* **What to work on**
The answer should consist solely of the lines from the first one below through the line containing "assert_eq!(sim.command(TIM_ID, SET, 1000, 0, 0).unwrap(), DON);", copied exactly.

* **Data under study**

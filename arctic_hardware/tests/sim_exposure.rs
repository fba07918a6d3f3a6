use std::path::Path;
use std::time::Duration;

use arctic_hardware::{HwError, SimulatedController};
use arctic_traits::DeviceGateway;
use arctic_traits::clock::test_clock::TestClock;
use arctic_traits::opcodes::*;
use rstest::{fixture, rstest};

const COLS: u32 = 100;
const ROWS: u32 = 50;

#[fixture]
fn clock() -> TestClock {
    TestClock::new()
}

fn opened(clock: &TestClock) -> SimulatedController<TestClock> {
    let mut sim = SimulatedController::with_clock(clock.clone());
    sim.open(0, (COLS * ROWS * 2) as usize).unwrap();
    sim.setup_controller(true, true, true, ROWS, COLS, Path::new("tim.lod"))
        .unwrap();
    sim
}

#[rstest]
fn exposure_then_readout_fills_buffer(clock: TestClock) {
    let mut sim = opened(&clock);
    assert_eq!(sim.command(TIM_ID, SET, 1000, 0, 0).unwrap(), DON);
    assert_eq!(sim.command(TIM_ID, SEX, 0, 0, 0).unwrap(), DON);

    clock.advance(Duration::from_millis(999));
    assert!(!sim.is_readout());
    assert_eq!(sim.common_buffer()[0], 0);

    // Medium rate: 444k px/s, 5000 px take ~11 ms.
    clock.advance(Duration::from_millis(5));
    assert!(sim.is_readout());
    let partial = sim.pixel_count();
    assert!(partial > 0 && partial < u64::from(COLS * ROWS), "{partial}");

    clock.advance(Duration::from_millis(20));
    assert!(!sim.is_readout());
    assert_ne!(sim.common_buffer()[0], 0);
}

#[rstest]
fn pause_freezes_exposure_time(clock: TestClock) {
    let mut sim = opened(&clock);
    sim.command(TIM_ID, SET, 1000, 0, 0).unwrap();
    sim.command(TIM_ID, SEX, 0, 0, 0).unwrap();
    clock.advance(Duration::from_millis(600));
    assert_eq!(sim.command(TIM_ID, PEX, 0, 0, 0).unwrap(), DON);

    clock.advance(Duration::from_secs(10));
    assert!(!sim.is_readout());

    assert_eq!(sim.command(TIM_ID, REX, 0, 0, 0).unwrap(), DON);
    clock.advance(Duration::from_millis(399));
    assert!(!sim.is_readout());
    clock.advance(Duration::from_millis(2));
    assert!(sim.is_readout());
}

#[rstest]
fn zero_exposure_time_ends_exposure_early(clock: TestClock) {
    let mut sim = opened(&clock);
    sim.command(TIM_ID, SET, 60_000, 0, 0).unwrap();
    sim.command(TIM_ID, SEX, 0, 0, 0).unwrap();
    clock.advance(Duration::from_secs(1));
    sim.command(TIM_ID, SET, 0, 0, 0).unwrap();
    assert!(sim.is_readout());
}

#[rstest]
fn pause_without_exposure_replies_err(clock: TestClock) {
    let mut sim = opened(&clock);
    assert_eq!(sim.command(TIM_ID, PEX, 0, 0, 0).unwrap(), ERR);
    assert_eq!(sim.command(TIM_ID, REX, 0, 0, 0).unwrap(), ERR);
}

#[rstest]
fn stop_exposure_aborts_readout(clock: TestClock) {
    let mut sim = opened(&clock);
    sim.command(TIM_ID, SET, 0, 0, 0).unwrap();
    sim.command(TIM_ID, SEX, 0, 0, 0).unwrap();
    assert!(sim.is_readout());
    sim.stop_exposure().unwrap();
    assert!(!sim.is_readout());
    assert_eq!(sim.common_buffer()[0], 0);
}

#[rstest]
fn wrm_programs_image_size(clock: TestClock) {
    let mut sim = opened(&clock);
    sim.command(TIM_ID, WRM, Y_MEM | ADDR_IMAGE_COLS, 40, 0).unwrap();
    sim.command(TIM_ID, WRM, Y_MEM | ADDR_IMAGE_ROWS, 30, 0).unwrap();
    assert_eq!(sim.image_dims(), (40, 30));
}

#[rstest]
fn sps_changes_pixel_rate(clock: TestClock) {
    let mut sim = opened(&clock);
    sim.command(TIM_ID, SPS, RATE_FAST, DON as u32, 0).unwrap();
    assert_eq!(sim.pixel_rate_hz(), 1_019_000.0);
    assert_eq!(sim.command(TIM_ID, SPS, 0x123, DON as u32, 0).unwrap(), ERR);
}

#[rstest]
fn shutter_follows_exposure(clock: TestClock) {
    let mut sim = opened(&clock);
    sim.set_open_shutter(true).unwrap();
    sim.command(TIM_ID, SET, 100, 0, 0).unwrap();
    sim.command(TIM_ID, SEX, 0, 0, 0).unwrap();
    assert!(sim.shutter_open());
    clock.advance(Duration::from_millis(105));
    assert!(sim.is_readout());
    assert!(!sim.shutter_open());
}

#[rstest]
fn forced_reply_and_command_log(clock: TestClock) {
    let mut sim = opened(&clock);
    sim.force_reply(OSH, 0x1234);
    assert_eq!(sim.command(TIM_ID, OSH, 0, 0, 0).unwrap(), 0x1234);
    sim.clear_forced_reply();
    assert_eq!(sim.command(TIM_ID, OSH, 0, 0, 0).unwrap(), DON);
    assert_eq!(sim.commands().len(), 2);
    assert_eq!(sim.commands()[0].cmd, OSH);
}

#[test]
fn open_rejects_missing_device() {
    let mut sim = SimulatedController::new().with_device_count(0);
    let err = sim.open(0, 16).unwrap_err();
    match err.downcast_ref::<HwError>() {
        Some(HwError::NoDevice { index: 0, count: 0 }) => {}
        other => panic!("unexpected error: {other:?}"),
    }
}

#[test]
fn disconnected_controller_reports_not_connected() {
    let mut sim = SimulatedController::new().disconnected();
    sim.open(0, 16).unwrap();
    assert!(!sim.is_controller_connected());
    assert!(sim.command(TIM_ID, SET, 0, 0, 0).is_err());
}
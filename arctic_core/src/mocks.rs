//! Test and helper mocks for the image hand-off seams.

use std::path::{Path, PathBuf};

use arctic_traits::{DeinterlaceAlgorithm, Deinterlacer, HwResult, ImageWriter};

/// Leaves pixels untouched; records the last call.
#[derive(Debug, Default)]
pub struct NoopDeinterlacer {
    pub calls: usize,
    pub last: Option<(u32, u32, DeinterlaceAlgorithm)>,
}

impl Deinterlacer for NoopDeinterlacer {
    fn run(
        &mut self,
        _pixels: &mut [u8],
        rows: u32,
        cols: u32,
        algorithm: DeinterlaceAlgorithm,
    ) -> HwResult<()> {
        self.calls += 1;
        self.last = Some((rows, cols, algorithm));
        Ok(())
    }
}

/// Keeps the written image in memory.
#[derive(Debug, Default)]
pub struct MemoryImageWriter {
    pub path: Option<PathBuf>,
    pub width: u32,
    pub height: u32,
    pub pixels: Vec<u8>,
}

impl ImageWriter for MemoryImageWriter {
    fn create(&mut self, path: &Path, width: u32, height: u32) -> HwResult<()> {
        self.path = Some(path.to_path_buf());
        self.width = width;
        self.height = height;
        self.pixels.clear();
        Ok(())
    }

    fn write(&mut self, pixels: &[u8]) -> HwResult<()> {
        let expected = self.width as usize * self.height as usize * 2;
        if pixels.len() != expected {
            return Err(Box::new(std::io::Error::other(format!(
                "got {} bytes for a {}x{} image",
                pixels.len(),
                self.width,
                self.height
            ))));
        }
        self.pixels = pixels.to_vec();
        Ok(())
    }
}

/// A writer whose output can never be created, e.g. a full disk.
#[derive(Debug, Default)]
pub struct FailingImageWriter;

impl ImageWriter for FailingImageWriter {
    fn create(&mut self, path: &Path, _width: u32, _height: u32) -> HwResult<()> {
        Err(Box::new(std::io::Error::other(format!(
            "cannot create {}",
            path.display()
        ))))
    }

    fn write(&mut self, _pixels: &[u8]) -> HwResult<()> {
        Err(Box::new(std::io::Error::other("not created")))
    }
}
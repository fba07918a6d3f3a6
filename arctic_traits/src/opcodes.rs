//! Controller command vocabulary.
//!
//! Opcodes are 24-bit words, most of them three ASCII capitals
//! (`SEX` = 0x53_45_58). Board identifiers select which controller board a
//! command is routed to.

/// Interface (PCI/PCIe) board.
pub const PCI_ID: u32 = 1;
/// Timing board; owns exposure, readout and geometry.
pub const TIM_ID: u32 = 2;
/// Utility board.
pub const UTIL_ID: u32 = 3;

/// Reply: command completed.
pub const DON: i32 = 0x44_4F_4E;
/// Reply: command failed.
pub const ERR: i32 = 0x45_52_52;

/// Set exposure time (ms).
pub const SET: u32 = 0x53_45_54;
/// Start exposure.
pub const SEX: u32 = 0x53_45_58;
/// Pause exposure.
pub const PEX: u32 = 0x50_45_58;
/// Resume exposure.
pub const REX: u32 = 0x52_45_58;
/// Open shutter.
pub const OSH: u32 = 0x4F_53_48;
/// Close shutter.
pub const CSH: u32 = 0x43_53_48;
/// Write memory: `WRM <space|addr> <value>`.
pub const WRM: u32 = 0x57_52_4D;
/// Set subarray sizes: `SSS <bias width> <cols> <rows>`.
pub const SSS: u32 = 0x53_53_53;
/// Set subarray position: `SSP <row> <col> <bias offset>`.
pub const SSP: u32 = 0x53_53_50;
/// Set output source (amplifier): `SOS <amp> DON`.
pub const SOS: u32 = 0x53_4F_53;
/// Set pixel speed: `SPS <rate> DON`.
pub const SPS: u32 = 0x53_50_53;
/// Set rows/columns skipped before data: `SXY <cols> <rows>`.
pub const SXY: u32 = 0x53_58_59;

/// Y memory space selector for `WRM`.
pub const Y_MEM: u32 = 0x40_00_00;
/// `WRM` address of the image width (columns).
pub const ADDR_IMAGE_COLS: u32 = 0x1;
/// `WRM` address of the image height (rows).
pub const ADDR_IMAGE_ROWS: u32 = 0x2;
/// `WRM` address of the column bin factor.
pub const ADDR_BIN_COL: u32 = 0x5;
/// `WRM` address of the row bin factor.
pub const ADDR_BIN_ROW: u32 = 0x6;

/// Lower-left amplifier (`__C`).
pub const AMP_0: u32 = 0x5F_5F_43;
/// Lower-right amplifier (`__D`).
pub const AMP_1: u32 = 0x5F_5F_44;
/// Upper-right amplifier (`__B`).
pub const AMP_2: u32 = 0x5F_5F_42;
/// Upper-left amplifier (`__A`).
pub const AMP_3: u32 = 0x5F_5F_41;
/// All four amplifiers (`ALL`).
pub const AMP_ALL: u32 = 0x41_4C_4C;

/// Slow readout (`SLW`).
pub const RATE_SLOW: u32 = 0x53_4C_57;
/// Medium readout (`MED`).
pub const RATE_MEDIUM: u32 = 0x4D_45_44;
/// Fast readout (`FST`).
pub const RATE_FAST: u32 = 0x46_53_54;
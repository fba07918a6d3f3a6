//! Hardware seams for the exposure controller.
//!
//! The controller core never talks to a PCIe card, a FITS library or a
//! deinterlacing routine directly; it goes through the traits below. Every
//! fallible call returns a boxed error so real drivers and simulators can use
//! their own error types.

pub mod clock;
pub mod opcodes;

pub use clock::{Clock, MonotonicClock};

use std::path::Path;

/// Boxed error crossing a trait boundary.
pub type BoxError = Box<dyn std::error::Error + Send + Sync>;

/// Result type for trait-boundary calls.
pub type HwResult<T> = Result<T, BoxError>;

/// Link to the CCD controller: command channel plus the shared image buffer.
///
/// Calls may block for a hardware round trip; no timeout is implied.
pub trait DeviceGateway {
    /// Number of controller interface cards found on the host.
    fn device_count(&self) -> usize;

    /// Open device `index` and map a shared image buffer of `buffer_bytes`.
    fn open(&mut self, index: usize, buffer_bytes: usize) -> HwResult<()>;

    fn close(&mut self) -> HwResult<()>;

    fn is_controller_connected(&mut self) -> bool;

    /// Reset, load firmware and power the controller.
    ///
    /// `rows` and `cols` are the maximum image dimensions the buffer can hold.
    fn setup_controller(
        &mut self,
        reset: bool,
        load_timing_firmware: bool,
        power_on: bool,
        rows: u32,
        cols: u32,
        timing_firmware: &Path,
    ) -> HwResult<()>;

    /// Send one 5-word command and return the controller's reply word.
    fn command(&mut self, board_id: u32, cmd: u32, arg1: u32, arg2: u32, arg3: u32)
    -> HwResult<i32>;

    /// True while the controller is shifting pixels into the shared buffer.
    fn is_readout(&mut self) -> bool;

    /// Pixels transferred so far in the current readout.
    fn pixel_count(&mut self) -> u64;

    fn common_buffer(&self) -> &[u8];

    fn common_buffer_mut(&mut self) -> &mut [u8];

    /// Overwrite the whole shared buffer with `value`.
    fn fill_common_buffer(&mut self, value: u8) -> HwResult<()>;

    /// Whether the shutter should open during the next exposure.
    fn set_open_shutter(&mut self, open: bool) -> HwResult<()>;

    /// Hard stop of any exposure or readout in progress.
    fn stop_exposure(&mut self) -> HwResult<()>;
}

/// Pixel reassembly applied to the raw buffer before it is written.
#[derive(Debug, Clone, Copy, PartialEq, Eq, Hash)]
pub enum DeinterlaceAlgorithm {
    /// Single-amplifier data is already in image order.
    None,
    /// Four-quadrant readout; each amplifier's pixels are interleaved.
    QuadCcd,
}

/// Reorders amplifier-interleaved 16-bit pixels in place.
///
/// There is no options argument: the camera never passes algorithm options,
/// so implementations that take them apply their defaults.
pub trait Deinterlacer {
    fn run(
        &mut self,
        pixels: &mut [u8],
        rows: u32,
        cols: u32,
        algorithm: DeinterlaceAlgorithm,
    ) -> HwResult<()>;
}

/// Persists one 16-bit image.
pub trait ImageWriter {
    /// Create the output at `path` for an image of `width` x `height` pixels.
    fn create(&mut self, path: &Path, width: u32, height: u32) -> HwResult<()>;

    /// Write the pixels; `pixels.len()` must equal width * height * 2.
    fn write(&mut self, pixels: &[u8]) -> HwResult<()>;
}
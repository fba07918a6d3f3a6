use std::time::Duration;

use arctic_traits::Clock;

use crate::error::{HwError, Result};

/// Poll `done` until it returns true or `timeout` elapses on `clock`.
/// Sleeps `poll_interval` between checks so the link is not hammered.
pub fn wait_until<C: Clock + ?Sized>(
    clock: &C,
    mut done: impl FnMut() -> bool,
    timeout: Duration,
    poll_interval: Duration,
) -> Result<()> {
    let start = clock.now();
    while !done() {
        if clock.now().saturating_duration_since(start) >= timeout {
            return Err(HwError::Timeout(timeout));
        }
        clock.sleep(poll_interval);
    }
    Ok(())
}
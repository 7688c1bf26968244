//! Applicant entity

use crate::ids::{ApplicantId, SlotId};
use serde::{Deserialize, Serialize};

/// An applicant seeking a slot
///
/// Preferences list slot ids most preferred first. The list may be empty,
/// in which case the applicant can never be assigned.
#[derive(Debug, Clone, PartialEq, Eq, Serialize, Deserialize)]
pub struct Applicant {
    pub id: ApplicantId,
    /// Slot ids in descending preference order
    #[serde(default)]
    pub preferences: Vec<SlotId>,
}

impl Applicant {
    pub fn new(id: ApplicantId, preferences: Vec<SlotId>) -> Self {
        Self { id, preferences }
    }
}
use serde::{Deserialize, Serialize};
use types::applicant::Applicant;
use types::assignment::Assignment;
use types::slot::Slot;

#[derive(Debug, Clone, Deserialize)]
pub struct SolveRequest {
    #[serde(default)]
    pub applicants: Vec<Applicant>,
    #[serde(default)]
    pub slots: Vec<Slot>,
}

#[derive(Debug, Clone, Serialize)]
pub struct SolveResponse {
    pub assignments: Vec<Assignment>,
    pub stable: bool,
}

#[derive(Debug, Clone, Deserialize)]
pub struct SolveParams {
    pub strategy: Option<String>,
}

/// Solver selection for a request
///
/// Anything other than `stable` falls back to the greedy baseline.
#[derive(Debug, Clone, Copy, PartialEq, Eq)]
pub enum Strategy {
    Greedy,
    Stable,
}

impl Strategy {
    pub fn from_param(param: Option<&str>) -> Self {
        match param {
            Some(p) if p.eq_ignore_ascii_case("stable") => Strategy::Stable,
            _ => Strategy::Greedy,
        }
    }

    pub fn as_str(&self) -> &'static str {
        match self {
            Strategy::Greedy => "greedy",
            Strategy::Stable => "stable",
        }
    }
}
//! Unique identifier types for matching entities
//!
//! Identifiers are caller-assigned integers, unique within a single solve
//! call. Newtype wrappers keep applicant and slot ids from being mixed up
//! at module boundaries while serializing as bare numbers on the wire.

use serde::{Deserialize, Serialize};
use std::fmt;

/// Unique identifier for an applicant
#[derive(Debug, Clone, Copy, PartialEq, Eq, Hash, PartialOrd, Ord, Serialize, Deserialize)]
#[serde(transparent)]
pub struct ApplicantId(u64);

impl ApplicantId {
    /// Create an ApplicantId from a raw integer
    pub const fn new(id: u64) -> Self {
        Self(id)
    }

    /// Get the raw integer value
    pub const fn value(&self) -> u64 {
        self.0
    }
}

impl fmt::Display for ApplicantId {
    fn fmt(&self, f: &mut fmt::Formatter<'_>) -> fmt::Result {
        write!(f, "{}", self.0)
    }
}

impl From<u64> for ApplicantId {
    fn from(id: u64) -> Self {
        Self(id)
    }
}

/// Unique identifier for a slot
#[derive(Debug, Clone, Copy, PartialEq, Eq, Hash, PartialOrd, Ord, Serialize, Deserialize)]
#[serde(transparent)]
pub struct SlotId(u64);

impl SlotId {
    /// Create a SlotId from a raw integer
    pub const fn new(id: u64) -> Self {
        Self(id)
    }

    /// Get the raw integer value
    pub const fn value(&self) -> u64 {
        self.0
    }
}

impl fmt::Display for SlotId {
    fn fmt(&self, f: &mut fmt::Formatter<'_>) -> fmt::Result {
        write!(f, "{}", self.0)
    }
}

impl From<u64> for SlotId {
    fn from(id: u64) -> Self {
        Self(id)
    }
}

* **Completed task**
filename arctic_hardware/tests/sim_exposure.rs
repository fba07918a6d3f3a6
use std::path::Path;
use std::time::Duration;

use arctic_hardware::{HwError, SimulatedController};
use arctic_traits::DeviceGateway;
use arctic_traits::clock::test_clock::TestClock;
use arctic_traits::opcodes::*;
use rstest::{fixture, rstest};

const COLS: u32 = 100;
const ROWS: u32 = 50;

#[fixture]
fn clock() -> TestClock {
    TestClock::new()
}

fn opened(clock: &TestClock) -> SimulatedController<TestClock> {
    let mut sim = SimulatedController::with_clock(clock.clone());
    sim.open(0, (COLS * ROWS * 2) as usize).unwrap();
    sim.setup_controller(true, true, true, ROWS, COLS, Path::new("tim.lod"))
        .unwrap();
    sim
}

#[rstest]
fn exposure_then_readout_fills_buffer(clock: TestClock) {
    let mut sim = opened(&clock);
    assert_eq!(sim.command(TIM_ID, SET, 1000, 0, 0).unwrap(), DON);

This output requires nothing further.